Da un punto di vista funzionale a quella che era l’economia della montagna troviamo architetture tipiche con abitazioni che avevano, e alcune hanno ancora, la stalla e la cucina (o focolare) al pian terreno, al secondo piano le camere e il fienile. Il tetto in losa locale o scandole di legno, le finestre piccole per riparare dalle rigide temperature montane.
Il Museo Civico, edificio ottocentesco antica sede della casa comunale, accoglie, su due piani, le testimonianze della cultura materiale del vecchio borgo montano: nato nel 1953 è uno spaccato della vita e della cultura della gente di montagna, legata all’economia agricola e pastorale che caratterizzava il paese, prima dell’avvento del turismo. All’interno del Museo, nella sala del piano terreno sono raccolti oggetti, mobili, arredi ed attrezzi legati alla vita quotidiana ed una piccola sezione di arte sacra e antichità religiose. Si possono osservare inoltre, il costume femminile locale e i preziosi pizzi realizzati a tombolo (lavorazione che sembra sia stata introdotta in Alta Valle Susa nel XVII secolo, e che ha reso famosa l’attuale frazione di Rochemolles già dal XVIII sec.).
Al piano superiore sono esposti oggetti ed attrezzi da lavoro, fotografie che ritraggono momenti di lavoro di un tempo.
Presenti ancora oggi sulle facciate esposte a sud delle chiese, degli edifici pubblici o delle abitazioni, lemeridiane, sono state usate per oltre due secoli (dal XVIII al XX secolo). Al di là della loro funzione di orologi solari, sono esempi di quell’arte minore della pittura muraria che era diffusa lungo tutto l’arco alpino.
Le quattro meridiane di Bardonecchia si trovano in Piazza Suspize, Via Herbarel, via Fiume e via Pasubio, vie del Borgo Vecchio.
Un accenno anche al Forte Bramafam: dell’ipotesi che fosse un castello signorile abbiamo già accennato. Fortificazione militare realizzata nel 1874, ha avuto la funzione di fornire allo sbocco del tunnel ferroviario del Frejus (inaugurato nello stesso anno) una protezione d’artiglieria per bloccare le truppe francesi. Proprio nella realizzazione del Forte il connubio della pietra con il calcestruzzo e altri impianti avveniristici nell’installazione dell’artiglieria, ne ha fatto una delle più importanti fortificazioni delle Api Cozie di fine Ottocento.

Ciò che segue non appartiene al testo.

//! GPU fan meshes.

use crate::vertex::Vertex;
use procgen::{FanMesh, FanRange};
use wgpu::util::DeviceExt;

/// A GPU mesh: fan-ordered vertices plus fan-local triangle-list indices.
///
/// Every fan in the mesh is drawn with the same index buffer, offset by the
/// fan's first vertex as the base vertex.
pub struct Mesh {
    pub vertex_buffer: wgpu::Buffer,
    pub index_buffer: wgpu::Buffer,
    pub num_vertices: u32,
    pub num_indices: u32,
}

impl Mesh {
    /// Create a mesh from vertex and index data.
    pub fn new(device: &wgpu::Device, vertices: &[Vertex], indices: &[u32]) -> Self {
        let vertex_buffer = device.create_buffer_init(&wgpu::util::BufferInitDescriptor {
            label: Some("Fan Vertex Buffer"),
            contents: bytemuck::cast_slice(vertices),
            usage: wgpu::BufferUsages::VERTEX,
        });

        let index_buffer = device.create_buffer_init(&wgpu::util::BufferInitDescriptor {
            label: Some("Fan Index Buffer"),
            contents: bytemuck::cast_slice(indices),
            usage: wgpu::BufferUsages::INDEX,
        });

        Self {
            vertex_buffer,
            index_buffer,
            num_vertices: vertices.len() as u32,
            num_indices: indices.len() as u32,
        }
    }

    /// Upload procedurally generated fan data.
    pub fn from_fan_mesh(device: &wgpu::Device, data: &FanMesh) -> Self {
        let vertices: Vec<Vertex> = data.vertices.iter().copied().map(Vertex::from).collect();
        Self::new(device, &vertices, &data.fan_indices())
    }

    /// Whether `fan` lies inside this mesh and fits the shared index buffer.
    pub fn contains(&self, fan: &FanRange) -> bool {
        fan.first_vertex + fan.vertex_count <= self.num_vertices
            && fan.index_count() <= self.num_indices
    }

    /// Release GPU memory now instead of waiting for drop.
    pub fn destroy(&self) {
        self.vertex_buffer.destroy();
        self.index_buffer.destroy();
    }
}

I lavori furono completati nel 1899, e il Bramafam fu dotato di due torri corazzate per i cannoni.
Si possono individuare tre distinte sezioni del Forte:
– la Piazza d’Armi
– il Forte principale
– l’avan Forte
Il forte fu rafforzato negli anni Trenta e nella seconda guerra mondiale ha avuto il compito di guardia alla frontiera.
La realizzazione del museo recentemente ricavato nel forte Bramafam, dedicato all’evoluzione dell’architettura militare, costituisce un valido esempio di riutilizzo e valorizzazione delle strutture militari sopravvissute e della loro storia.